Hi, Thank you for your response. For me, the output is empty ? Thanks again
Output is empty on my side too
Hello, In that case you have to modify your kernel if you want to use hwpc_sensor.
Hello, Thank you once again for your answer! I modified the kernel, now it works. I have a small question :). The measurements with smartwatts are watts or milliwatts? because I have weird values on Grafana of the order of 1000000? Thanks,
Hi @BZConserto Could you please tell us what did you modify in the kernel ? I am only student but this would help me a lot in my research. Thank you.
Hi @Mbenni I only have modified the linux kernel. Before I had 5.13.0-41, now, I installed 5.10.0-14. I hope its help you.
Hello, Thank you once again for your answer! I modified the kernel, now it works. I have a small question :). The measurements with smartwatts are watts or milliwatts? because I have weird values on Grafana of the order of 1000000? Thanks,
Hello, measurements are in watts.
Hello everyone, from i5 13600k with Ubuntu 22.04.3 LTS and kernel as 5.10.0-051000-generic giving:
sudo docker run --rm \
--net=host \
--privileged \
--pid=host \
-v /sys:/sys \
-v /var/lib/docker/containers:/var/lib/docker/containers:ro \
-v /tmp/powerapi-sensor-reporting:/reporting \
-v $(pwd):/srv \
powerapi/hwpc-sensor \
-n "$(hostname -f)" \
-r "mongodb" -U "mongodb://127.0.0.1" -D "test" -C "prep" \
-s "rapl" -o -e "RAPL_ENERGY_PKG" \
-s "msr" -e "TSC" -e "APERF" -e "MPERF" \
-c "core" -e "CPU_CLK_UNHALTED:REF_P" -e "CPU_CLK_UNHALTED:THREAD_P" -e "LLC_MISSES" -e "INSTRUCTIONS_RETIRED"
I'm getting this output.
I: 23-11-18 22:41:43 build: version unknown (rev: unknown)

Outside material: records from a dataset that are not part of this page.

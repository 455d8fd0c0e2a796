//! Manager configuration.
//!
//! Precedence is environment > TOML file > defaults. The file is optional;
//! by default it is looked up as `config.toml` in the platform config dir.
//!
//! ```toml
//! debounce_ms = 150
//! default_tab = "all"
//! ```

use serde::{Deserialize, Serialize};
use std::path::{Path, PathBuf};
use std::time::Duration;
use thiserror::Error;
use tracing::debug;

/// Debounce window for search-term URL updates.
pub const DEFAULT_DEBOUNCE_MS: u64 = 100;

pub const ENV_DEBOUNCE_MS: &str = "SEARCH_URL_DEBOUNCE_MS";
pub const ENV_DEFAULT_TAB: &str = "SEARCH_URL_DEFAULT_TAB";

#[derive(Error, Debug)]
pub enum ConfigError {
    #[error("Failed to read config file {path}: {source}")]
    ReadFile {
        path: PathBuf,
        #[source]
        source: std::io::Error,
    },

    #[error("Failed to parse config TOML: {0}")]
    ParseToml(#[from] toml::de::Error),

    #[error("Invalid value for {key}: {value}")]
    InvalidEnv { key: &'static str, value: String },
}

/// On-disk shape of the config file. Every key is optional.
#[derive(Debug, Clone, Default, Serialize, Deserialize, PartialEq, Eq)]
#[serde(deny_unknown_fields)]
pub struct ConfigFile {
    pub debounce_ms: Option<u64>,
    pub default_tab: Option<String>,
}

/// Resolved configuration for a [`crate::manager::SearchUrlManager`].
#[derive(Debug, Clone, PartialEq, Eq)]
pub struct ManagerConfig {
    /// Quiet period before a search-term change is written to the URL.
    pub debounce: Duration,
    /// Tab identifier treated as "no tab" and omitted from the URL.
    pub default_tab: Option<String>,
}

impl Default for ManagerConfig {
    fn default() -> Self {
        Self {
            debounce: Duration::from_millis(DEFAULT_DEBOUNCE_MS),
            default_tab: None,
        }
    }
}

impl ManagerConfig {
    pub fn with_debounce(mut self, debounce: Duration) -> Self {
        self.debounce = debounce;
        self
    }

    pub fn with_default_tab(mut self, tab: impl Into<String>) -> Self {
        let tab = tab.into();
        self.default_tab = (!tab.is_empty()).then_some(tab);
        self
    }

    /// Defaults overlaid with the environment (a `.env` file is honored).
    pub fn from_env() -> Result<Self, ConfigError> {
        let mut cfg = Self::default();
        cfg.apply_env(|key| dotenvy::var(key).ok())?;
        Ok(cfg)
    }

    /// Defaults, then the config file (explicit path, or the default path
    /// if it exists), then the environment.
    pub fn load(path: Option<&Path>) -> Result<Self, ConfigError> {
        let mut cfg = Self::default();
        let path = path.map(Path::to_path_buf).or_else(|| {
            let default = default_config_path();
            default.exists().then_some(default)
        });
        if let Some(path) = path {
            let content = std::fs::read_to_string(&path).map_err(|source| {
                ConfigError::ReadFile {
                    path: path.clone(),
                    source,
                }
            })?;
            cfg.apply_file(toml::from_str(&content)?);
            debug!(path = %path.display(), "loaded config file");
        }
        cfg.apply_env(|key| dotenvy::var(key).ok())?;
        Ok(cfg)
    }

    pub fn apply_file(&mut self, file: ConfigFile) {
        if let Some(ms) = file.debounce_ms {
            self.debounce = Duration::from_millis(ms);
        }
        if let Some(tab) = file.default_tab {
            self.default_tab = (!tab.is_empty()).then_some(tab);
        }
    }

    /// Apply overrides from a key lookup (the process environment in
    /// production, a map in tests).
    pub fn apply_env<F>(&mut self, lookup: F) -> Result<(), ConfigError>
    where
        F: Fn(&str) -> Option<String>,
    {
        if let Some(val) = lookup(ENV_DEBOUNCE_MS) {
            let ms = val.trim().parse::<u64>().map_err(|_| ConfigError::InvalidEnv {
                key: ENV_DEBOUNCE_MS,
                value: val.clone(),
            })?;
            self.debounce = Duration::from_millis(ms);
        }
        if let Some(tab) = lookup(ENV_DEFAULT_TAB) {
            self.default_tab = (!tab.is_empty()).then_some(tab);
        }
        Ok(())
    }
}

/// `config.toml` in the platform config directory.
pub fn default_config_path() -> PathBuf {
    directories::ProjectDirs::from("com", "search-url-state", "search-url-state").map_or_else(
        || PathBuf::from("search-url.toml"),
        |dirs| dirs.config_dir().join("config.toml"),
    )
}

#[cfg(test)]
mod tests {
    use super::*;
    use std::collections::HashMap;

    fn lookup<'a>(map: &'a HashMap<&'a str, &'a str>) -> impl Fn(&str) -> Option<String> + 'a {
        move |key| map.get(key).map(|v| v.to_string())
    }

    #[test]
    fn defaults() {
        let cfg = ManagerConfig::default();
        assert_eq!(cfg.debounce, Duration::from_millis(100));
        assert!(cfg.default_tab.is_none());
    }

    #[test]
    fn env_overrides_file() {
        let mut cfg = ManagerConfig::default();
        cfg.apply_file(ConfigFile {
            debounce_ms: Some(250),
            default_tab: Some("all".into()),
        });
        let env = HashMap::from([(ENV_DEFAULT_TAB, "articles")]);
        cfg.apply_env(lookup(&env)).unwrap();
        assert_eq!(cfg.debounce, Duration::from_millis(250));
        assert_eq!(cfg.default_tab.as_deref(), Some("articles"));
    }

    #[test]
    fn invalid_env_debounce_is_rejected() {
        let env = HashMap::from([(ENV_DEBOUNCE_MS, "soon")]);
        let err = ManagerConfig::default().apply_env(lookup(&env)).unwrap_err();
        assert!(matches!(err, ConfigError::InvalidEnv { key, .. } if key == ENV_DEBOUNCE_MS));
    }

    #[test]
    fn empty_default_tab_means_none() {
        let cfg = ManagerConfig::default().with_default_tab("");
        assert!(cfg.default_tab.is_none());
    }

    #[test]
    fn file_parses_and_rejects_unknown_keys() {
        let file: ConfigFile = toml::from_str("debounce_ms = 40\ndefault_tab = \"all\"").unwrap();
        assert_eq!(file.debounce_ms, Some(40));
        assert!(toml::from_str::<ConfigFile>("debounce = 40").is_err());
    }

    #[test]
    fn load_reads_explicit_path() {
        let dir = tempfile::tempdir().unwrap();
        let path = dir.path().join("config.toml");
        std::fs::write(&path, "debounce_ms = 10\n").unwrap();
        let cfg = ManagerConfig::load(Some(&path)).unwrap();
        assert_eq!(cfg.debounce, Duration::from_millis(10));
    }

    #[test]
    fn load_reports_missing_explicit_path() {
        let dir = tempfile::tempdir().unwrap();
        let err = ManagerConfig::load(Some(&dir.path().join("nope.toml"))).unwrap_err();
        assert!(matches!(err, ConfigError::ReadFile { .. }));
    }
}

I: 23-11-18 22:41:43 uname: Linux 5.10.0-051000-generic #202012132330 SMP Sun Dec 13 23:33:36 UTC 2020 x86_64
I: 23-11-18 22:41:43 pmu: found ix86arch 'Intel X86 architectural PMU' having 7 events, 9 counters (6 general, 3 fixed)
I: 23-11-18 22:41:43 pmu: found perf 'perf_events generic PMU' having 184 events, 0 counters (0 general, 0 fixed)
I: 23-11-18 22:41:43 pmu: found perf_raw 'perf_events raw PMU' having 1 events, 0 counters (0 general, 0 fixed)
I: 23-11-18 22:41:43 pmu: found intel_msr 'Intel MSR' having 6 events, 6 counters (0 general, 6 fixed)
E: 23-11-18 22:41:43 config: event 'RAPL_ENERGY_PKG' is invalid or unsupported by this machine
E: 23-11-18 22:41:43 config: failed to parse the provided command-line arguments
What do u suggest me to do? I have already downgraded the kernel to 5.10 as suggested above but still not working. I need RAPL energy for my studies.
Hi,
Unfortunately, currently the Linux Kernel does not support energy events access for your "Raptor Lake" Intel Processor. We are working in a new Formula based on procfs
that will allow the usage of PowerAPI with this kind of processors.
On some system, the sensor fails to access RAPL counters and we get this error at startup:
However, on the same systems, we can see rapl data in the powercap sysfs.
powerapi-ng/powerapi#125 is probably an example of such error.
Actually the sensor use the perf subsystem to access rapl, which is implemented in a different part of the kernel source tree than powercap. Thus I suspect that this can happens when the kernel contains, for the cpu of the machine, the implementation of powercap but not of rapl access in perf.
I suggest we implement a fallback access to RAPL using powercap sysfs, when we cannot use perf.